And her chief strategist, Mark Penn, summed up the "just words" meme this way: "She is in the solutions business while Obama is in the promises business."

Now, I agree with Clinton that it's important to look at how each of the Democratic candidates uses words and how rhetoric fits into how they've run their respective campaigns. And if you do, you'll see that one candidate does believe that words are like a magic wand: you utter them and reality changes. But it's not Barack Obama -- it's Hillary Clinton.

Clinton's use of words is disturbingly reminiscent of the way the Bush administration has used words: just saying something is true is magically supposed to make it true. Call it Presto-change-o Politics.

The examples are so notorious they hardly bear repeating: "mission accomplished," "heckuva job," "last throes," the endless "turning the corner" in Iraq.

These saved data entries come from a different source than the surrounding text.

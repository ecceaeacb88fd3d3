use std::fmt;

use once_cell::sync::Lazy;
use regex::Regex;
use tracing::debug;

use crate::args::{Flag, Request};

static EMAIL_PATTERN: Lazy<Regex> = Lazy::new(|| {
    Regex::new(r"^[a-zA-Z0-9._%+-]+@[a-zA-Z0-9.-]+\.[a-zA-Z]{2,}$")
        .expect("email pattern is a valid regex")
});

/// A rule the request broke. Each one renders as a single diagnostic line.
#[derive(Debug, Clone, Copy, PartialEq, Eq)]
pub enum Violation {
    InvalidFrom,
    InvalidTo,
    InvalidOutputDir,
}

impl Violation {
    pub fn flag(self) -> Flag {
        match self {
            Violation::InvalidFrom => Flag::From,
            Violation::InvalidTo => Flag::To,
            Violation::InvalidOutputDir => Flag::OutputDir,
        }
    }
}

impl fmt::Display for Violation {
    fn fmt(&self, f: &mut fmt::Formatter<'_>) -> fmt::Result {
        match self {
            Violation::InvalidFrom | Violation::InvalidTo => write!(
                f,
                "{} argument needs to contain a valid email address.",
                self.flag()
            ),
            Violation::InvalidOutputDir => write!(
                f,
                "{} argument needs to contain a valid destination path for the eml file.",
                self.flag()
            ),
        }
    }
}

pub fn is_email_address(candidate: &str) -> bool {
    !candidate.trim().is_empty() && EMAIL_PATTERN.is_match(candidate)
}

/// Checks every rule and reports all of the broken ones.
pub fn validate(request: &Request) -> Result<(), Vec<Violation>> {
    let mut violations = Vec::new();

    if !is_email_address(&request.from) {
        violations.push(Violation::InvalidFrom);
    }

    if !is_email_address(&request.to) {
        violations.push(Violation::InvalidTo);
    }

    if request.output_dir.as_os_str().is_empty() || !request.output_dir.is_dir() {
        violations.push(Violation::InvalidOutputDir);
    }

    if violations.is_empty() {
        Ok(())
    } else {
        debug!(count = violations.len(), "request failed validation");
        Err(violations)
    }
}
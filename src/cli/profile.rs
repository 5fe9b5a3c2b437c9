//! LaunchProfile and config-path resolution.
use std::{
    env,
    path::{Path, PathBuf},
};

use anyhow::{Context, Result};
use clap::ValueEnum;

const DEFAULT_CONFIG: &str = "config.toml";
const MCP_CONFIG_ENV: &str = "MCP_CONFIG_PATH";

/// MCP transport mode.
#[derive(Debug, Clone, Copy, ValueEnum, PartialEq, Eq)]
pub enum TransportMode {
    Http,
    Stdio,
}

impl TransportMode {
    pub const fn as_str(&self) -> &'static str {
        match self {
            TransportMode::Http => "http",
            TransportMode::Stdio => "stdio",
        }
    }
}

/// Resolved launch profile.
#[derive(Debug, Clone)]
pub struct LaunchProfile {
    pub config_path: PathBuf,
    /// True when the path was named explicitly (CLI flag or env var) and must exist.
    pub config_required: bool,
    pub transport: TransportMode,
    pub launch_args: Vec<String>,
}

/// Resolve config path in the order: CLI override → env var → default.
///
/// Returns the path plus whether it was explicitly named.
pub fn resolve_config_path(override_path: Option<PathBuf>) -> Result<(PathBuf, bool)> {
    let (path, explicit) = match override_path {
        Some(path) => (path, true),
        None => match env::var_os(MCP_CONFIG_ENV) {
            Some(value) if !value.is_empty() => (PathBuf::from(value), true),
            _ => (PathBuf::from(DEFAULT_CONFIG), false),
        },
    };

    if path.is_absolute() {
        return Ok((path, explicit));
    }

    let cwd = env::current_dir().context("failed to obtain current directory")?;
    Ok((cwd.join(path), explicit))
}

/// Build launch arguments suitable for reproduction/logging.
pub fn build_launch_args(transport: TransportMode, config: &Path) -> Vec<String> {
    vec![
        format!("--transport={}", transport.as_str()),
        format!("--config={}", config.display()),
    ]
}
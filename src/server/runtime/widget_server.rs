use std::sync::Arc;

use rmcp::{
    model::{
        AnnotateAble, CallToolRequestParam, CallToolResult, ErrorData, JsonObject,
        ListResourcesResult, ListToolsResult, PaginatedRequestParam, RawResource,
        ReadResourceRequestParam, ReadResourceResult, ResourceContents, ServerCapabilities,
        ServerInfo, Tool,
    },
    service::RequestContext,
    RoleServer, ServerHandler,
};

use crate::{
    lib::errors::{input_error_to_error_data, unknown_resource_to_error_data, unknown_tool_to_error_data},
    server::config::ServerConfig,
    widgets::{build_tool_response, widget_input_schema, WidgetCatalog, WidgetToolInput},
};

/// Mime type advertised for widget HTML templates.
pub const WIDGET_MIME_TYPE: &str = "text/html+skybridge";

/// MCP server handler backed by the widget catalog.
///
/// Dispatch is data-driven: one generic `tools/call` path resolves the widget
/// by tool name at call time, rather than a generated handler per widget.
#[derive(Clone)]
pub struct WidgetServer {
    config: Arc<ServerConfig>,
    catalog: Arc<WidgetCatalog>,
    instructions: Arc<String>,
    input_schema: Arc<JsonObject>,
}

impl WidgetServer {
    pub fn new(config: ServerConfig, catalog: Arc<WidgetCatalog>, instructions: String) -> Self {
        Self {
            config: Arc::new(config),
            catalog,
            instructions: Arc::new(instructions),
            input_schema: widget_input_schema(),
        }
    }

    pub fn catalog(&self) -> &Arc<WidgetCatalog> {
        &self.catalog
    }

    pub fn config(&self) -> &ServerConfig {
        &self.config
    }
}

impl ServerHandler for WidgetServer {
    fn get_info(&self) -> ServerInfo {
        ServerInfo {
            capabilities: ServerCapabilities::builder()
                .enable_tools()
                .enable_resources()
                .build(),
            instructions: Some((*self.instructions).clone()),
            ..ServerInfo::default()
        }
    }

    async fn list_tools(
        &self,
        _request: Option<PaginatedRequestParam>,
        _context: RequestContext<RoleServer>,
    ) -> Result<ListToolsResult, ErrorData> {
        let tools: Vec<Tool> = self
            .catalog
            .list_all()
            .iter()
            .map(|widget| {
                Tool::new(
                    widget.id.clone(),
                    widget.description.clone(),
                    self.input_schema.clone(),
                )
            })
            .collect();
        Ok(ListToolsResult::with_all_items(tools))
    }

    async fn call_tool(
        &self,
        request: CallToolRequestParam,
        _context: RequestContext<RoleServer>,
    ) -> Result<CallToolResult, ErrorData> {
        let widget = self
            .catalog
            .lookup_by_id(&request.name)
            .map_err(|_| unknown_tool_to_error_data(&request.name))?;
        let input = WidgetToolInput::from_arguments(request.arguments.as_ref())
            .map_err(|err| input_error_to_error_data(&err))?;

        tracing::debug!(
            target: "pizzaz_mcp::widgets",
            tool = %widget.id,
            topping = %input.topping,
            "Dispatching widget tool call"
        );

        Ok(build_tool_response(widget, &input))
    }

    async fn list_resources(
        &self,
        _request: Option<PaginatedRequestParam>,
        _context: RequestContext<RoleServer>,
    ) -> Result<ListResourcesResult, ErrorData> {
        let resources = self
            .catalog
            .list_all()
            .iter()
            .map(|widget| {
                let mut raw = RawResource::new(widget.template_uri.clone(), widget.title.clone());
                raw.description = Some(widget.description.clone());
                raw.mime_type = Some(WIDGET_MIME_TYPE.to_string());
                raw.no_annotation()
            })
            .collect();

        Ok(ListResourcesResult {
            resources,
            next_cursor: None,
        })
    }

    async fn read_resource(
        &self,
        ReadResourceRequestParam { uri }: ReadResourceRequestParam,
        _context: RequestContext<RoleServer>,
    ) -> Result<ReadResourceResult, ErrorData> {
        let widget = self
            .catalog
            .lookup_by_template_uri(&uri)
            .map_err(|_| unknown_resource_to_error_data(&uri))?;

        let mut contents = ResourceContents::text(widget.html.clone(), uri);
        if let ResourceContents::TextResourceContents { mime_type, .. } = &mut contents {
            *mime_type = Some(WIDGET_MIME_TYPE.to_string());
        }

        Ok(ReadResourceResult {
            contents: vec![contents],
        })
    }
}
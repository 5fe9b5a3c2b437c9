//! Widget tool input contract and the tool-response builder.

use std::sync::Arc;

use rmcp::model::{CallToolResult, Content, JsonObject, Meta};
use schemars::JsonSchema;
use serde::{Deserialize, Serialize};
use serde_json::{json, Value};

use crate::lib::errors::WidgetInputError;
use crate::widgets::catalog::WidgetRecord;

pub const MAX_TOPPING_LEN: usize = 128;

const TOPPING_FIELD: &str = "topping";

/// Input accepted by every widget tool.
#[derive(Debug, Clone, Serialize, Deserialize, JsonSchema, PartialEq, Eq)]
pub struct WidgetToolInput {
    /// The pizza topping you want.
    pub topping: String,
}

impl WidgetToolInput {
    /// Extract and validate the input from raw tool-call arguments.
    ///
    /// The shape check is deliberately explicit rather than delegated to the
    /// transport layer, so the contract stays testable without a running
    /// server: the field must be present, be a string, be non-empty, and fit
    /// the length cap.
    pub fn from_arguments(arguments: Option<&JsonObject>) -> Result<Self, WidgetInputError> {
        let arguments = arguments.ok_or(WidgetInputError::MissingArguments)?;
        let value = arguments
            .get(TOPPING_FIELD)
            .ok_or(WidgetInputError::MissingField {
                field: TOPPING_FIELD,
            })?;
        let topping = value.as_str().ok_or(WidgetInputError::InvalidKind {
            field: TOPPING_FIELD,
            expected: "string",
        })?;

        let input = Self {
            topping: topping.to_string(),
        };
        input.validate()?;
        Ok(input)
    }

    pub fn validate(&self) -> Result<(), WidgetInputError> {
        if self.topping.trim().is_empty() {
            return Err(WidgetInputError::EmptyTopping);
        }
        let length = self.topping.chars().count();
        if length > MAX_TOPPING_LEN {
            return Err(WidgetInputError::ToppingTooLong { length });
        }
        Ok(())
    }
}

/// JSON schema advertised for widget tools in `tools/list`.
pub fn widget_input_schema() -> Arc<JsonObject> {
    let schema = schemars::schema_for!(WidgetToolInput);
    match serde_json::to_value(schema) {
        Ok(Value::Object(map)) => Arc::new(map),
        // schema_for! always serializes to an object; keep an empty object
        // schema as the unreachable fallback rather than panicking.
        _ => Arc::new(JsonObject::new()),
    }
}

/// Build the fixed-shape response for one widget invocation.
///
/// Pure function of `(widget, input)`: no I/O, no shared state. The first
/// content block is the widget's canned response text, the second echoes the
/// validated input for the rendered widget to consume, and the metadata block
/// points the client at the widget's template.
pub fn build_tool_response(widget: &WidgetRecord, input: &WidgetToolInput) -> CallToolResult {
    let echo = json!({
        "topping": input.topping,
        "widget": widget.id,
    });

    let mut meta = Meta::default();
    meta.insert(
        "openai/outputTemplate".to_string(),
        Value::String(widget.template_uri.clone()),
    );
    meta.insert(
        "openai/resultCanProduceWidget".to_string(),
        Value::Bool(true),
    );
    if let Some(states) = widget.hints.invocation_states() {
        meta.insert("openai/invocationStates".to_string(), states);
    }

    let mut result = CallToolResult::success(vec![
        Content::text(widget.response_text.clone()),
        Content::text(echo.to_string()),
    ]);
    result.structured_content = Some(echo);
    result.meta = Some(meta);
    result
}
//! CLI entrypoint module structure.
use std::path::PathBuf;

use anyhow::Result;
use serde_json::json;

use crate::{server::config::ServerConfig, widgets::builtin_catalog};

pub mod args;
pub mod profile;

pub use args::{CliCommand, LaunchProfileArgs, ParsedCommand};
pub use profile::{build_launch_args, resolve_config_path, LaunchProfile, TransportMode};

/// Execute CLI command mode and return a user-facing result payload.
pub fn execute_cli_command(
    command: CliCommand,
    config_override: Option<PathBuf>,
) -> Result<String> {
    match command {
        CliCommand::Widgets => {
            let (path, required) = resolve_config_path(config_override)?;
            let config = ServerConfig::load_from_path(path, required)?;
            let catalog = builtin_catalog(&config.widgets)?;

            let widgets: Vec<_> = catalog
                .list_all()
                .iter()
                .map(|widget| {
                    json!({
                        "id": widget.id,
                        "title": widget.title,
                        "template_uri": widget.template_uri,
                    })
                })
                .collect();
            let payload = json!({
                "widget_base_url": config.widgets.base_url,
                "widgets": widgets,
            });

            Ok(serde_json::to_string_pretty(&payload)?)
        }
    }
}

#[cfg(test)]
mod tests {
    use super::*;

    fn fixture_path(name: &str) -> PathBuf {
        PathBuf::from(env!("CARGO_MANIFEST_DIR"))
            .join("tests/fixtures")
            .join(name)
    }

    #[test]
    fn widgets_command_prints_the_catalog() {
        let payload =
            execute_cli_command(CliCommand::Widgets, Some(fixture_path("config_valid.toml")))
                .expect("widgets command should succeed");

        assert!(
            payload.contains("\"id\": \"pizza-map\""),
            "payload: {payload}"
        );
        assert!(
            payload.contains("https://cdn.example.com/widgets/pizzaz.html"),
            "payload: {payload}"
        );
    }

    #[test]
    fn widgets_command_fails_for_missing_explicit_config() {
        let result = execute_cli_command(
            CliCommand::Widgets,
            Some(fixture_path("config_does_not_exist.toml")),
        );

        assert!(result.is_err());
    }
}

They were all said with the arrogant belief that merely saying these words was all that was needed: reality would literally change to fit the rhetoric.

Now let's look at Hillary Clinton's rhetoric and what is says about the campaign she's run. It started with her absurd claim that her vote for the war was really a vote to send inspectors back in. The name of the bill? "The Joint Resolution To Authorize The Use Of United States Armed Forces Against Iraq." Saying it was about sending inspectors back in doesn't mean that it is true that it was about sending inspectors back in.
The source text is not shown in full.